Tech Tip (Page 21): NIC and Layers [a shortened version] Network cards operate at both Layer 2 and Layer 1 of the OSI seven-layer model. If cornered to answer one or the other, however, go with the more common answer, Layer 2.
Tip on Page 21: MAC addresses are also known as physical addresses.
Note on Page 22: TCP/IP is the most famous network protocol, but there are others.
Tip on Page 23: Head to Chapter 7, “TCP/IP Basics,” and Chapter 8, “The Wonderful World of Routing,” to get much deeper into routers.
Note on Page 23: This is a highly simplified IP packet.

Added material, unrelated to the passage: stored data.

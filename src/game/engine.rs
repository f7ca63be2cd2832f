use std::time::Duration;

use log::{debug, info};
use rand::rngs::StdRng;
use rand::SeedableRng;
use thiserror::Error;

use crate::ai::{AiError, AiPlayer, DifficultyProfile};
use crate::alpha_beta_searcher::DEFAULT_TT_CAPACITY;
use crate::board::{Board, BoardError, Player};
use crate::evaluate::{self, GameEnding, Score};

/// Core engine state and configuration
#[derive(Clone)]
pub struct EngineConfig {
    pub difficulty: DifficultyProfile,
    pub starting_position: Board,
    /// Who moved first from the empty board. Together with the number of
    /// pieces on the starting position this decides whose turn it is.
    pub first_player: Player,
    /// Transposition table entries kept per AI search; zero disables it.
    pub cache_capacity: usize,
    /// Seeds the AI's random choices. `None` seeds from the OS.
    pub seed: Option<u64>,
}

impl Default for EngineConfig {
    fn default() -> Self {
        Self {
            difficulty: DifficultyProfile::default(),
            starting_position: Board::default(),
            first_player: Player::One,
            cache_capacity: DEFAULT_TT_CAPACITY,
            seed: None,
        }
    }
}

#[derive(Error, Debug, Clone, PartialEq)]
pub enum EngineError {
    #[error("Invalid move in column {column}: {error}")]
    InvalidMove { column: usize, error: BoardError },
    #[error("The game is already over")]
    GameOver,
    #[error("AI error: {error}")]
    AiError { error: AiError },
}

/// Game state and runtime info
#[derive(Clone)]
struct GameState {
    board: Board,
    to_move: Player,
    move_history: Vec<usize>,
    outcome: Option<GameEnding>,
}

impl GameState {
    fn new(starting_position: Board, first_player: Player) -> Self {
        let to_move = if starting_position.piece_count() % 2 == 0 {
            first_player
        } else {
            first_player.opposite()
        };

        Self {
            board: starting_position,
            to_move,
            move_history: Vec::new(),
            outcome: evaluate::game_ending(&starting_position),
        }
    }
}

/// A game of Connect Four with a computer player available to either side.
pub struct Engine {
    state: GameState,
    ai: AiPlayer,
    rng: StdRng,
}

impl Default for Engine {
    fn default() -> Self {
        Self::with_config(EngineConfig::default())
    }
}

impl Engine {
    pub fn new() -> Self {
        Self::default()
    }

    pub fn with_config(config: EngineConfig) -> Self {
        let rng = match config.seed {
            Some(seed) => StdRng::seed_from_u64(seed),
            None => StdRng::from_entropy(),
        };

        Self {
            state: GameState::new(config.starting_position, config.first_player),
            ai: AiPlayer::with_cache_capacity(config.difficulty, config.cache_capacity),
            rng,
        }
    }

    pub fn board(&self) -> &Board {
        &self.state.board
    }

    pub fn to_move(&self) -> Player {
        self.state.to_move
    }

    /// Columns played since the starting position, oldest first.
    pub fn move_history(&self) -> &[usize] {
        &self.state.move_history
    }

    pub fn last_move(&self) -> Option<usize> {
        self.state.move_history.last().copied()
    }

    pub fn difficulty(&self) -> &DifficultyProfile {
        self.ai.profile()
    }

    pub fn set_difficulty(&mut self, profile: DifficultyProfile) {
        self.ai.set_profile(profile);
    }

    pub fn check_game_over(&self) -> Option<GameEnding> {
        self.state.outcome.clone()
    }

    /// Drops a piece for the side to move and returns the row it landed in.
    /// Ends the game on four in a row or a full board, otherwise passes the
    /// turn.
    pub fn make_move(&mut self, column: usize) -> Result<usize, EngineError> {
        if self.state.outcome.is_some() {
            return Err(EngineError::GameOver);
        }

        let player = self.state.to_move;
        let row = self
            .state
            .board
            .drop_piece(column, player)
            .map_err(|error| EngineError::InvalidMove { column, error })?;
        self.state.move_history.push(column);
        debug!("{} dropped into column {} (row {})", player, column, row);

        if let Some(line) = self.state.board.check_win_at(row, column, player) {
            info!("{} wins with a {:?} line", player, line.axis);
            self.state.outcome = Some(GameEnding::Win {
                winner: player,
                line,
            });
        } else if self.state.board.is_full() {
            info!("the board is full, the game is a draw");
            self.state.outcome = Some(GameEnding::Draw);
        } else {
            self.state.to_move = player.opposite();
        }

        Ok(row)
    }

    /// The column the computer would play for the side to move.
    pub fn best_move(&mut self) -> Result<usize, EngineError> {
        if self.state.outcome.is_some() {
            return Err(EngineError::GameOver);
        }

        self.ai
            .select_move_with_rng(&self.state.board, self.state.to_move, &mut self.rng)
            .map_err(|error| EngineError::AiError { error })
    }

    pub fn make_best_move(&mut self) -> Result<usize, EngineError> {
        let column = self.best_move()?;
        self.make_move(column)?;
        Ok(column)
    }

    /// Static evaluation of the current board from `player`'s perspective.
    pub fn get_score(&self, player: Player) -> Score {
        evaluate::score(&self.state.board, player)
    }

    pub fn get_search_stats(&self) -> SearchStats {
        let context = self.ai.search_context();
        SearchStats {
            positions_searched: context.searched_position_count(),
            depth: context.search_depth(),
            last_score: context.last_score(),
            last_search_duration: context.last_search_duration(),
            cache_hits: context.tt_hits(),
            cache_misses: context.tt_misses(),
        }
    }
}

/// Search performance statistics
#[derive(Debug, Clone)]
pub struct SearchStats {
    pub positions_searched: usize,
    pub depth: u8,
    pub last_score: Option<Score>,
    pub last_search_duration: Option<Duration>,
    pub cache_hits: usize,
    pub cache_misses: usize,
}

// Tests
#[cfg(test)]
mod tests {
    use super::*;
    use crate::ai::{Difficulty, Strategy};
    use crate::board::Axis;
    use crate::connect_four_position;

    fn hard_engine(starting_position: Board) -> Engine {
        Engine::with_config(EngineConfig {
            difficulty: Difficulty::Hard.profile(),
            starting_position,
            seed: Some(1),
            ..EngineConfig::default()
        })
    }

    #[test]
    fn test_players_alternate_from_player_one() {
        let mut engine = Engine::new();
        assert_eq!(Player::One, engine.to_move());

        assert_eq!(Ok(5), engine.make_move(3));
        assert_eq!(Player::Two, engine.to_move());
        assert_eq!(Ok(4), engine.make_move(3));
        assert_eq!(Player::One, engine.to_move());

        assert_eq!(&[3, 3], engine.move_history());
        assert_eq!(Some(3), engine.last_move());
        assert_eq!(Some(Player::One), engine.board().get(5, 3));
        assert_eq!(Some(Player::Two), engine.board().get(4, 3));
    }

    #[test]
    fn test_side_to_move_follows_piece_count() {
        let starting_position = connect_four_position! {
            .......
            .......
            .......
            .......
            .......
            ...X...
        };

        let engine = Engine::with_config(EngineConfig {
            starting_position,
            ..EngineConfig::default()
        });
        assert_eq!(Player::Two, engine.to_move());

        let engine = Engine::with_config(EngineConfig {
            starting_position,
            first_player: Player::Two,
            ..EngineConfig::default()
        });
        assert_eq!(Player::One, engine.to_move());
    }

    #[test]
    fn test_invalid_moves_are_rejected() {
        let mut engine = Engine::new();
        assert_eq!(
            Err(EngineError::InvalidMove {
                column: 7,
                error: BoardError::ColumnOutOfRange { col: 7 }
            }),
            engine.make_move(7)
        );

        for _ in 0..6 {
            engine.make_move(0).unwrap();
        }
        assert_eq!(
            Err(EngineError::InvalidMove {
                column: 0,
                error: BoardError::ColumnFull { col: 0 }
            }),
            engine.make_move(0)
        );
        assert_eq!(6, engine.move_history().len());
    }

    #[test]
    fn test_detects_a_win_and_stops_the_game() {
        let mut engine = Engine::new();
        for column in [0, 1, 0, 1, 0, 1] {
            engine.make_move(column).unwrap();
        }
        assert_eq!(None, engine.check_game_over());

        engine.make_move(0).unwrap();

        match engine.check_game_over() {
            Some(GameEnding::Win { winner, line }) => {
                assert_eq!(Player::One, winner);
                assert_eq!(Axis::Vertical, line.axis);
                assert_eq!(4, line.len());
                assert!(line.contains(2, 0));
            }
            ending => panic!("expected a win, got {:?}", ending),
        }
        assert_eq!(Player::One, engine.to_move());
        assert_eq!(Err(EngineError::GameOver), engine.make_move(2));
        assert_eq!(Err(EngineError::GameOver), engine.best_move());
    }

    #[test]
    fn test_make_move_plays_a_full_game_to_a_draw() {
        let columns = [
            3, 3, 3, 3, 3, 3, 2, 2, 2, 2, 2, 2, 6, 4, 4, 4, 4, 4, 4, 1, 1, 1, 1, 1, 1, 5, 5, 5,
            5, 5, 5, 0, 0, 0, 0, 0, 0, 6, 6, 6, 6, 6,
        ];
        let mut engine = Engine::new();

        for (ply, &column) in columns.iter().enumerate() {
            assert_eq!(None, engine.check_game_over(), "ended early at ply {}", ply);
            let mover = engine.to_move();
            assert_eq!(if ply % 2 == 0 { Player::One } else { Player::Two }, mover);
            engine.make_move(column).unwrap();
        }

        assert_eq!(Some(GameEnding::Draw), engine.check_game_over());
        assert_eq!(columns.as_slice(), engine.move_history());
        assert_eq!(
            "XXOOXXO/OOXXOOX/XXOOXXO/OOXXOOX/XXOOXXO/OOXXOOX",
            engine.board().to_position_string()
        );
    }

    #[test]
    fn test_make_move_plays_a_full_game_to_a_win() {
        let mut engine = Engine::new();
        for column in [3, 4, 2, 4, 1, 5] {
            engine.make_move(column).unwrap();
            assert_eq!(None, engine.check_game_over());
        }

        engine.make_move(0).unwrap();

        match engine.check_game_over() {
            Some(GameEnding::Win { winner, line }) => {
                assert_eq!(Player::One, winner);
                assert_eq!(Axis::Horizontal, line.axis);
                assert!((0..4).all(|col| line.contains(5, col)));
            }
            ending => panic!("expected a win, got {:?}", ending),
        }
    }

    #[test]
    fn test_detects_a_draw() {
        let starting_position: Board = ".XOOXXO/OOXXOOX/XXOOXXO/OOXXOOX/XXOOXXO/OOXXOOX"
            .parse()
            .unwrap();
        let mut engine = Engine::with_config(EngineConfig {
            starting_position,
            first_player: Player::Two,
            ..EngineConfig::default()
        });
        assert_eq!(Player::One, engine.to_move());
        assert_eq!(None, engine.check_game_over());

        engine.make_move(0).unwrap();

        assert_eq!(Some(GameEnding::Draw), engine.check_game_over());
    }

    #[test]
    fn test_won_starting_position_is_already_over() {
        let starting_position = connect_four_position! {
            .......
            .......
            .......
            .......
            OOO....
            XXXX...
        };
        let mut engine = Engine::with_config(EngineConfig {
            starting_position,
            ..EngineConfig::default()
        });

        assert!(matches!(
            engine.check_game_over(),
            Some(GameEnding::Win {
                winner: Player::One,
                ..
            })
        ));
        assert_eq!(Err(EngineError::GameOver), engine.make_move(4));
    }

    #[test]
    fn test_best_move_finds_the_win() {
        let starting_position = connect_four_position! {
            .......
            .......
            .......
            O......
            O.....X
            OXX...X
        };
        let mut engine = hard_engine(starting_position);
        assert_eq!(Player::Two, engine.to_move());

        assert_eq!(Ok(0), engine.make_best_move());
        assert!(matches!(
            engine.check_game_over(),
            Some(GameEnding::Win {
                winner: Player::Two,
                ..
            })
        ));

        let stats = engine.get_search_stats();
        assert_eq!(7, stats.depth);
        assert!(stats.positions_searched > 0);
        assert_eq!(Some(evaluate::WIN_SCORE + 6), stats.last_score);
        assert!(stats.last_search_duration.is_some());
        assert!(stats.cache_hits + stats.cache_misses > 0);
    }

    #[test]
    fn test_seeded_games_repeat() {
        let play = || {
            let mut engine = Engine::with_config(EngineConfig {
                difficulty: Difficulty::Easy.profile(),
                seed: Some(8),
                ..EngineConfig::default()
            });
            while engine.check_game_over().is_none() {
                engine.make_best_move().unwrap();
            }
            engine.move_history().to_vec()
        };

        assert_eq!(play(), play());
    }

    #[test]
    fn test_computer_plays_both_sides_to_the_end() {
        let mut engine = Engine::with_config(EngineConfig {
            difficulty: DifficultyProfile::new("quick", 0.1, 2, Strategy::Minimax).unwrap(),
            seed: Some(3),
            ..EngineConfig::default()
        });

        while engine.check_game_over().is_none() {
            engine.make_best_move().unwrap();
        }

        assert!(engine.move_history().len() >= 7);
        assert!(engine.move_history().len() <= 42);
    }

    #[test]
    fn test_set_difficulty() {
        let mut engine = Engine::new();
        assert_eq!("medium", engine.difficulty().name());

        engine.set_difficulty(Difficulty::Hard.profile());
        assert_eq!("hard", engine.difficulty().name());
        assert_eq!(7, engine.get_search_stats().depth);
    }

    #[test]
    fn test_score_is_from_the_given_perspective() {
        let mut engine = Engine::new();
        engine.make_move(3).unwrap();

        assert!(engine.get_score(Player::One) > 0);
        assert!(engine.get_score(Player::Two) < 0);
    }
}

I am not including lots of little parts of the IP packet in this diagram because they are not important to what you need to understand right now —but don’t worry, you’ll see them later in the book!
Allow time for the students to do the activity in the Try This! on Page 28. No need to explain the results of running the netstat command, other than to ensure that they appreciate the large number of sessions that are open on each computer.
Tech Tip (Page 28): Acrobat as Open Standard Adobe released the PDF standard to ISO in 2007 and PDF became the ISO 32000 open standard. Adobe Acrobat remains the premier application for reading and editing PDF documents, so most folks call PDF documents Acrobat files.